Close

weirdness revisited

A project log for Improbable AVR -> 8088 substitution for PC/XT

Probability this can work: 98%, working well: 50% A LOT of work, and utterly ridiculous.

eric-hertzEric Hertz 02/11/2017 at 05:090 Comments

UPDATE: Significant-ish rewriting...

---------

last time I worked on it... a few days ago, now...

I was trying to determine what was the cause for odd-data. As you may recall, all I was doing was writing the letter 'A' to every position on the screen, along with a color-attribute, then repeating that process, cycling through the color-attributes, incrementing it every second or so.

The result was odd-data. Sometimes the new values would be placed as expected, other times it seems data was not being written to a location. The result was a screen with somewhat random data... Mostly 'A' everywhere, but with various attributes, apparently from previous "fill"-attempts.

In the log before last I wrote a lot on my attempts to explain *why* this was happening.

The first thing was the thought that maybe this cheap-knockoff CGA card was expecting data to *only* be written during the horizontal/vertical retraces... (since that seems to be how the BIOS handles it). The theory being that the card might not have the more-sophisticated RAM-arbitration circuitry of the original IBM CGA card, which would allow writes during pixel-reads (showing "snow" on those occasions). Instead, maybe, this cheaper card's pixel-reads *block* write-attempts from the bus.

Thus, I added a wait for horizontal-resync to the beginning of my process, and suddenly the data-errors aligned in vertical columns. Kinda makes sense... In fact, makes perfect sense.... In fact, exactly what I was expecting. Say the data-errors were caused by a card who's circuitry wouldn't allow write-access at the same time it was *reading* (to draw the next pixel in a line).
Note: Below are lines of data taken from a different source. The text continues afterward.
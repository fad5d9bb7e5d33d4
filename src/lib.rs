//! Library exports for prismauth, shared between the binary and tests.

pub mod config;
pub mod error;
pub mod identity;
pub mod metrics;
pub mod models;
pub mod session;
pub mod store;
pub mod transport;
pub mod utils;

pub use error::{SessionError, SessionResult};
pub use models::{SessionState, UserRecord};
pub use session::{Redirect, Session};
pub use transport::ApiRequest;
use std::fs;
use std::io::Cursor;
use std::path::{Path, PathBuf};
use raylib::prelude::*;
use exif::{Reader, Tag, Value, In};
use tracing::debug;
use crate::error::LoadError;
use crate::layer::{ImageSource, Layer};
use crate::slide::Slide;

const IMAGE_EXTENSIONS: [&str; 5] = ["png", "jpg", "jpeg", "bmp", "gif"];

/// Source of slide images. `placeholder` stands in for any image that
/// fails to load.
pub trait ImageLoader {
    type Image;

    fn load(&mut self, path: &Path) -> Result<Self::Image, LoadError>;
    fn placeholder(&mut self) -> Result<Self::Image, LoadError>;
}

// --- Build one layer per slide, substituting the placeholder on failure ---
pub fn load_layers<L: ImageLoader>(
    loader: &mut L,
    slides: &[Slide],
    active_index: usize,
    scale_transition: bool,
) -> Result<Vec<Layer<L::Image>>, LoadError> {
    slides
        .iter()
        .enumerate()
        .map(|(i, slide)| {
            let (image, source) = match loader.load(&slide.image) {
                Ok(image) => (image, ImageSource::Original),
                Err(_) => (loader.placeholder()?, ImageSource::Placeholder),
            };
            Ok(Layer::new(slide, image, source, i == active_index, scale_transition))
        })
        .collect()
}

// --- Helper: Load and Sort Image Paths ---
pub fn load_sorted_image_paths(dir_path: &Path) -> Result<Vec<PathBuf>, LoadError> {
    let mut paths = Vec::new();
    let entries = fs::read_dir(dir_path)
        .map_err(|source| LoadError::ReadDir { path: dir_path.to_path_buf(), source })?;

    for entry in entries {
        let entry = entry.map_err(|source| LoadError::ReadDir { path: dir_path.to_path_buf(), source })?;
        let path = entry.path();
        if path.is_file() && is_image_path(&path) {
            paths.push(path);
        }
    }
    paths.sort_by(|a, b| a.file_name().cmp(&b.file_name()));
    if paths.is_empty() {
        Err(LoadError::NoImages(dir_path.to_path_buf()))
    } else {
        Ok(paths)
    }
}

pub fn is_image_path(path: &Path) -> bool {
    path.extension()
        .and_then(|s| s.to_str())
        .map(|ext| IMAGE_EXTENSIONS.contains(&ext.to_lowercase().as_str()))
        .unwrap_or(false)
}

/// Loads textures through raylib. Needs the window to exist.
pub struct TextureLoader<'a> {
    rl: &'a mut RaylibHandle,
    thread: &'a RaylibThread,
    placeholder_path: PathBuf,
}

impl<'a> TextureLoader<'a> {
    pub fn new(rl: &'a mut RaylibHandle, thread: &'a RaylibThread, placeholder_path: PathBuf) -> Self {
        Self { rl, thread, placeholder_path }
    }
}

impl ImageLoader for TextureLoader<'_> {
    type Image = Texture2D;

    fn load(&mut self, path: &Path) -> Result<Texture2D, LoadError> {
        load_texture_with_exif_rotation(self.rl, self.thread, path)
    }

    fn placeholder(&mut self) -> Result<Texture2D, LoadError> {
        let path = self.placeholder_path.clone();
        if let Ok(texture) = load_texture_with_exif_rotation(self.rl, self.thread, &path) {
            return Ok(texture);
        }

        // No placeholder on disk: generate a neutral checkerboard
        let image = Image::gen_image_checked(
            640, 360, 40, 40,
            Color::new(40, 40, 40, 255),
            Color::new(60, 60, 60, 255),
        );
        self.rl
            .load_texture_from_image(self.thread, &image)
            .map_err(|e| LoadError::Texture { path, reason: e.to_string() })
    }
}

// --- Load Image, Apply EXIF Rotation, Create Texture ---
pub fn load_texture_with_exif_rotation(
    rl: &mut RaylibHandle,
    thread: &RaylibThread,
    image_path: &Path,
) -> Result<Texture2D, LoadError> {
    let file_bytes = fs::read(image_path)
        .map_err(|source| LoadError::ReadFile { path: image_path.to_path_buf(), source })?;

    let extension = image_path.extension().and_then(|s| s.to_str()).unwrap_or("").to_lowercase();
    let orientation = if extension == "jpg" || extension == "jpeg" {
        exif_orientation(image_path, &file_bytes)
    } else {
        1
    };

    // Extension hint is required when loading from memory
    let mut image = Image::load_image_from_mem(&(".".to_string() + &extension), &file_bytes)
        .map_err(|e| LoadError::Decode { path: image_path.to_path_buf(), reason: e.to_string() })?;

    // 1 = normal, 3 = 180 deg, 6 = 90 deg CW, 8 = 90 deg CCW. Flips are ignored.
    match orientation {
        3 => {
            image.rotate_cw();
            image.rotate_cw();
        }
        6 => image.rotate_cw(),
        8 => image.rotate_ccw(),
        _ => {}
    }

    let texture = rl.load_texture_from_image(thread, &image)
        .map_err(|e| LoadError::Texture { path: image_path.to_path_buf(), reason: e.to_string() })?;

    // Texture is on the GPU now, drop the CPU copy
    drop(image);

    Ok(texture)
}

fn exif_orientation(image_path: &Path, file_bytes: &[u8]) -> u16 {
    match Reader::new().read_from_container(&mut Cursor::new(file_bytes)) {
        Ok(exif) => {
            if let Some(field) = exif.get_field(Tag::Orientation, In::PRIMARY) {
                if let Value::Short(values) = &field.value {
                    if let Some(&orientation) = values.first() {
                        return orientation;
                    }
                }
            }
            1
        }
        Err(e) => {
            debug!(path = ?image_path, error = %e, "no usable EXIF data");
            1
        }
    }
}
Then there would be several writes which go-through, then a read of a pixel (and a failed write), then several more writes, then a read, etc. "beating". Makes some amount of sense.
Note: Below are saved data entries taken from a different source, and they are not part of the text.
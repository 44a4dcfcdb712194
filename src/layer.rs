use raylib::prelude::*;
use crate::constants::*;
use crate::slide::Slide;

#[derive(Debug, Clone, Copy, PartialEq, Eq)]
pub enum ImageSource {
    Original,    // The slide's own image
    Placeholder, // Substituted after a load failure
}

/// Render-side counterpart of a slide. Every slide keeps its layer for the
/// whole run; visibility is only ever a matter of opacity.
pub struct Layer<I> {
    pub slide_id: u32,
    pub alt: String,
    pub image: I,
    pub source: ImageSource,

    active: bool,
    scale_transition: bool,

    opacity: f32,
    scale: f32,

    animation_timer: f32,
    pub is_animating: bool,

    tween_opacity: Option<ease::Tween>,
    tween_scale: Option<ease::Tween>,
}

impl<I> Layer<I> {
    pub fn new(slide: &Slide, image: I, source: ImageSource, active: bool, scale_transition: bool) -> Self {
        let (opacity, scale) = Self::target(active, scale_transition);
        Self {
            slide_id: slide.id,
            alt: slide.alt_text(),
            image,
            source,

            active,
            scale_transition,

            opacity,
            scale,

            animation_timer: 0.0,
            is_animating: false,

            tween_opacity: None,
            tween_scale: None,
        }
    }

    fn target(active: bool, scale_transition: bool) -> (f32, f32) {
        match (active, scale_transition) {
            (true, _) => (1.0, 1.0),
            (false, true) => (0.0, INACTIVE_SCALE),
            (false, false) => (0.0, 1.0),
        }
    }

    /// Retargets the fade. Starts from wherever the layer currently is so an
    /// interrupted fade reverses smoothly.
    pub fn set_active(&mut self, active: bool) {
        if self.active == active {
            return;
        }
        self.active = active;

        let (end_opacity, end_scale) = Self::target(active, self.scale_transition);
        self.tween_opacity = Some(ease::Tween::new(ease::quad_in_out, self.opacity, end_opacity, TRANSITION_DURATION));
        self.tween_scale   = Some(ease::Tween::new(ease::quad_in_out, self.scale, end_scale, TRANSITION_DURATION));
        self.animation_timer = 0.0;
        self.is_animating = true;
    }

    pub fn update(&mut self, dt: f32) {
        if !self.is_animating {
            return;
        }

        if let Some(tween) = self.tween_opacity.as_mut() {
            self.opacity = tween.apply(dt);
        }
        if let Some(tween) = self.tween_scale.as_mut() {
            self.scale = tween.apply(dt);
        }

        self.animation_timer += dt;
        if self.animation_timer >= TRANSITION_DURATION {
            let (opacity, scale) = Self::target(self.active, self.scale_transition);
            self.is_animating = false;
            self.opacity = opacity;
            self.scale = scale;
            self.tween_opacity = None;
            self.tween_scale = None;
        }
    }

    #[cfg(test)]
    pub fn is_active(&self) -> bool {
        self.active
    }

    #[cfg(test)]
    pub fn opacity(&self) -> f32 {
        self.opacity
    }

    #[cfg(test)]
    pub fn scale(&self) -> f32 {
        self.scale
    }
}

impl Layer<Texture2D> {
    pub fn draw(&self, d: &mut RaylibDrawHandle) {
        if self.opacity <= 0.0 {
            return;
        }

        let screen_width = RENDER_WIDTH as f32;
        let screen_height = RENDER_HEIGHT as f32;

        let tex_width = self.image.width() as f32;
        let tex_height = self.image.height() as f32;

        // Letterbox inside the padded frame, never crop
        let fit = ((screen_width - 2.0 * FRAME_PADDING) / tex_width)
            .min((screen_height - 2.0 * FRAME_PADDING) / tex_height);
        let scaled_width = tex_width * fit * self.scale;
        let scaled_height = tex_height * fit * self.scale;

        let origin = Vector2::new(scaled_width * 0.5, scaled_height * 0.5);
        let alpha = (self.opacity.clamp(0.0, 1.0) * 255.0) as u8;

        d.draw_texture_pro(
            &self.image,
            Rectangle::new(0.0, 0.0, tex_width, tex_height),
            Rectangle::new(screen_width * 0.5, screen_height * 0.5, scaled_width, scaled_height),
            origin,
            0.0,
            Color::new(255, 255, 255, alpha),
        );
    }
}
Makes sense, as well, if you imagine that the dot-clock is faster than the bus-clock used for writing data... you'll get several read-pixels, but every once in a while [periodically] a write will come through. If that write happens at the time a pixel's being read, it would be ignored, otherwise they might be slightly misaligned and both would go through. AND, if you believe that to be the issue, that could very-well explain the newest problem which I called "even weirder." which, upon revising this log-entry, I never really get around to explaining.)

And now the "errors" would be aligned in vertical columns because the write-procedure waits until a horizontal retrace... so all writes in each row would be aligned to the left of the screen... right? So I continued my experiments on this theory.

BUT: There are SEVERAL problems with this theory...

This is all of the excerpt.